__WORK TO COMPLETE__.
Line by line, please look for the word "RollingSync" in the following records, then copy each line you find it in.

__Stored items__.
- - -
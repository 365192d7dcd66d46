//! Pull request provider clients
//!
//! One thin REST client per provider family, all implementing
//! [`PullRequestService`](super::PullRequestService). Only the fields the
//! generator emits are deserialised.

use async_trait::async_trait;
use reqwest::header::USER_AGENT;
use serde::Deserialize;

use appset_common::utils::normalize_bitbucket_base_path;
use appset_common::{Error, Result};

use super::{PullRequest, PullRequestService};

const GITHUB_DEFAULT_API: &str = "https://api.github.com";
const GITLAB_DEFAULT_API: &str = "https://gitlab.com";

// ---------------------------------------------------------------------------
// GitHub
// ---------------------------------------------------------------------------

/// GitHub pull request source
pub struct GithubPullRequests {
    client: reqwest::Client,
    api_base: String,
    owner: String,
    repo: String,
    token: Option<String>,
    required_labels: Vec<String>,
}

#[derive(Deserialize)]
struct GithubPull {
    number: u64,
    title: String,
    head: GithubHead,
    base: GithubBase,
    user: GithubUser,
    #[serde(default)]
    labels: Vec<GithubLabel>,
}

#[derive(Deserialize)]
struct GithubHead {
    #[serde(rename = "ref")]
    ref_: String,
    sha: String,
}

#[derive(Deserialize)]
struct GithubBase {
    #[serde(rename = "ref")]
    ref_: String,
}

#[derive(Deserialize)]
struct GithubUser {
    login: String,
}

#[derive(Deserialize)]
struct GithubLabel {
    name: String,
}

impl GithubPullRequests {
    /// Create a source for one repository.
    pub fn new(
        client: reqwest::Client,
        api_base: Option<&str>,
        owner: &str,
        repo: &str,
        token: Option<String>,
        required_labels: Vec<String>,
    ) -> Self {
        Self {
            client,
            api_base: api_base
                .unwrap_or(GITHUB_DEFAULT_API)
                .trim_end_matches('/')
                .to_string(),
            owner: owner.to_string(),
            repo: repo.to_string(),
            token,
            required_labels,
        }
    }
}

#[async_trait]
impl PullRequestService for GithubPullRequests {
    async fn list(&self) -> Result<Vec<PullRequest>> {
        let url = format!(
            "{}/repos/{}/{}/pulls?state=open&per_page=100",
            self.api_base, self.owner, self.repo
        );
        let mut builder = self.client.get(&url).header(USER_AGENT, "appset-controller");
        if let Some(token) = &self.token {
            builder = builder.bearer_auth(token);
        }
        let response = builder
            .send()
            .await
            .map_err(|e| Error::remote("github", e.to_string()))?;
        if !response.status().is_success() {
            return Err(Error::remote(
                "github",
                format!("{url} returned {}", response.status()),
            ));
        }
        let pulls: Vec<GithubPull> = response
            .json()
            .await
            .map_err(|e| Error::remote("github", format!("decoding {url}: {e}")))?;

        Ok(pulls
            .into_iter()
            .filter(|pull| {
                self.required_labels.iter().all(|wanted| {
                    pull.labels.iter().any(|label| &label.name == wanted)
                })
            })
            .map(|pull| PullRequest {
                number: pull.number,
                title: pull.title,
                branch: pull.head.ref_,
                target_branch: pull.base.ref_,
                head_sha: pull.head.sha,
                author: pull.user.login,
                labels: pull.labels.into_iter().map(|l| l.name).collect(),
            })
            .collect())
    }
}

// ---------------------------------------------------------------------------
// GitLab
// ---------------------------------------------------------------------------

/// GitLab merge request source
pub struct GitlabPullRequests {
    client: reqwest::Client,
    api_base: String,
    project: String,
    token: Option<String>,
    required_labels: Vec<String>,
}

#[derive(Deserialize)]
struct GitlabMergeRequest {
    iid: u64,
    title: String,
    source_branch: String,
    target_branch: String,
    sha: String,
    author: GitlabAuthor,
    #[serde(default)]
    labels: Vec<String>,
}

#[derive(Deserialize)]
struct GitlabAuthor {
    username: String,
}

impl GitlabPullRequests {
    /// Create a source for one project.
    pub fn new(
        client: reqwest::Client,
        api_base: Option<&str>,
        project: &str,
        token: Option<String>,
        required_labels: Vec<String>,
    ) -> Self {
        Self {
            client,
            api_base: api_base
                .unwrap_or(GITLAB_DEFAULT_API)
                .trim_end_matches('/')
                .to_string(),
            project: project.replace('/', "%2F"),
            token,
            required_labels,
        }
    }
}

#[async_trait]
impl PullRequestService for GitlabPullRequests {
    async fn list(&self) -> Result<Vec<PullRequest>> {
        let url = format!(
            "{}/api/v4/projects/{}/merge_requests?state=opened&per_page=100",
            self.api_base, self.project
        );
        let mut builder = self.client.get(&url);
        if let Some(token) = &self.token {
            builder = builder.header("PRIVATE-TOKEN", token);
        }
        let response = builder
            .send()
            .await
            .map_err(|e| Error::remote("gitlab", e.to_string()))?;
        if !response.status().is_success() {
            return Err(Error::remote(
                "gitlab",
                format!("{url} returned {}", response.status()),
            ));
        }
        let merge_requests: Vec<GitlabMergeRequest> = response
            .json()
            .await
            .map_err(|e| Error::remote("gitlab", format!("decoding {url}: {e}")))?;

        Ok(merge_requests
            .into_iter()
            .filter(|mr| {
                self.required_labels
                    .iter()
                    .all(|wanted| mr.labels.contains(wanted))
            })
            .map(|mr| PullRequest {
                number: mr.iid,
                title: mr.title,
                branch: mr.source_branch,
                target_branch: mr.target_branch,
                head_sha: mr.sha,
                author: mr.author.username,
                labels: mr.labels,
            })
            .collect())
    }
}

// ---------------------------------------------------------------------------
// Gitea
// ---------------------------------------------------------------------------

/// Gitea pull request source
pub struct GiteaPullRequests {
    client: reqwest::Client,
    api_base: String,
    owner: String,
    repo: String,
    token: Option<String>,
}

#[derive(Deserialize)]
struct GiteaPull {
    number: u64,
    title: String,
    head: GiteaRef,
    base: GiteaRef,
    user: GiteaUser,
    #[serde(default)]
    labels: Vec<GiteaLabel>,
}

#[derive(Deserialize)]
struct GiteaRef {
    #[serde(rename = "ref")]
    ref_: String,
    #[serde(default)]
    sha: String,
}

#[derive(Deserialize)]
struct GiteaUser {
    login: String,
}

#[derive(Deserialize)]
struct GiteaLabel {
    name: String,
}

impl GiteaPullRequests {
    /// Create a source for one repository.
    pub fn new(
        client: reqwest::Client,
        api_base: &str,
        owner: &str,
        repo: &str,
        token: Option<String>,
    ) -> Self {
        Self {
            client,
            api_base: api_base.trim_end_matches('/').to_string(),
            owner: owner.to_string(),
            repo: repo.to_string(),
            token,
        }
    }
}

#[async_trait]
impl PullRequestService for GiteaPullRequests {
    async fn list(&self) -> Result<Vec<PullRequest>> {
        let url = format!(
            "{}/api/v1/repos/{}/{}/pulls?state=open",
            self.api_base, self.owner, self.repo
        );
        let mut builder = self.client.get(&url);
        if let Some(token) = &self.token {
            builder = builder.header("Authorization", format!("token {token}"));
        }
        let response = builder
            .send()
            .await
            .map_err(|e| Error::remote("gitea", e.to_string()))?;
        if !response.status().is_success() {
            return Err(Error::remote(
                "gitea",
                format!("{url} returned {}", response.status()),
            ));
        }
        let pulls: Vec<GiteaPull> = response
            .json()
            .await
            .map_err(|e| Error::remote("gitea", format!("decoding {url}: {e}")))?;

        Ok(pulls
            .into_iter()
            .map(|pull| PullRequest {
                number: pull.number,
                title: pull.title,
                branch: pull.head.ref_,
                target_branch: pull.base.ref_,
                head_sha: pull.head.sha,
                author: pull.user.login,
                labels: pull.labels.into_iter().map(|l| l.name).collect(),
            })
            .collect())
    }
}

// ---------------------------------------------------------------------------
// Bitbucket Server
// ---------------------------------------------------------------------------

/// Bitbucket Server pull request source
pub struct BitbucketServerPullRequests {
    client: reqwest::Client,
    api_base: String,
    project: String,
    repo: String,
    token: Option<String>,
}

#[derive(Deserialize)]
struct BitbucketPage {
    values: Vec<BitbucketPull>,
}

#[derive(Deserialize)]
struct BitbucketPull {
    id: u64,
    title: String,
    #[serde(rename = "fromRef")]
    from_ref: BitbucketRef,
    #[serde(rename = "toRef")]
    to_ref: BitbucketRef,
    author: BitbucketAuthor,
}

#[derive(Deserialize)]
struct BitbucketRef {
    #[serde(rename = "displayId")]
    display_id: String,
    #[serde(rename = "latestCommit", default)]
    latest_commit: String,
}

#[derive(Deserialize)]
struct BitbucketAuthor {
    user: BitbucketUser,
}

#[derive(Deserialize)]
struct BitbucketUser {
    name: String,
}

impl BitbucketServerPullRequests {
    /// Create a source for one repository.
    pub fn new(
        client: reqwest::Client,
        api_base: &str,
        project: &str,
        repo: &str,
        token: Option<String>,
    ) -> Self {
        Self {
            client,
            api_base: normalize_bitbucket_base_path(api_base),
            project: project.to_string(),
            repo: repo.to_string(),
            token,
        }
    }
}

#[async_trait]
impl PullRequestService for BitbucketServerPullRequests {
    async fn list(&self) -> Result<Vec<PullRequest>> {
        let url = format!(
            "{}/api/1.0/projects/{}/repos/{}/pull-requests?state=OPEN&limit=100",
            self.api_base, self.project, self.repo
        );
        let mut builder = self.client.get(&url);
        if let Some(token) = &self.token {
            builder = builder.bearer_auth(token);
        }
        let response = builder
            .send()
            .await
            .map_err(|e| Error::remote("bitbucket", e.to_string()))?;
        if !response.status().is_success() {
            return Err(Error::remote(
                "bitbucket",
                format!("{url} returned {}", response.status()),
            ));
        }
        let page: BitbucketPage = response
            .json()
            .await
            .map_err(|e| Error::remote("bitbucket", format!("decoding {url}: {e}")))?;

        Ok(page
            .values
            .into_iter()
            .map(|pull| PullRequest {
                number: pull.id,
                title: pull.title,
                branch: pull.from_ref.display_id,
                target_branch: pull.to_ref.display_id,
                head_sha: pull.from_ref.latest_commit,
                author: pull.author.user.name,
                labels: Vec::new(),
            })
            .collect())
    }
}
- - -
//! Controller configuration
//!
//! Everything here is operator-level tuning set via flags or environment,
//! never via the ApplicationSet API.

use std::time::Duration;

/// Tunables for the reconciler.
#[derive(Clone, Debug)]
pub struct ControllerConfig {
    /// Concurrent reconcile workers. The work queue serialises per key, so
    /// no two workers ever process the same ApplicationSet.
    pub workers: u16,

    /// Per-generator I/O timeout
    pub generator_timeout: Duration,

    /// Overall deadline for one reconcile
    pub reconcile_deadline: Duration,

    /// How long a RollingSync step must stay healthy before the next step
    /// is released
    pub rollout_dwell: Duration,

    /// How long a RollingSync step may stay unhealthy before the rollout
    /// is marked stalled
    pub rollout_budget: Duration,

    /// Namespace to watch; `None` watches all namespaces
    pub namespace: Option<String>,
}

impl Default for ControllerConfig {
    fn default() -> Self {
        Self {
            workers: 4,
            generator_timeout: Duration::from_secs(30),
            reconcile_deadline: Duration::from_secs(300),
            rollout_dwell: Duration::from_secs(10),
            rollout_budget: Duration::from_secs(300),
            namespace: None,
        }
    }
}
- - -
__RESULT OF THE EXERCISE__.
    /// How long a RollingSync step must stay healthy before the next step
    /// How long a RollingSync step may stay unhealthy before the rollout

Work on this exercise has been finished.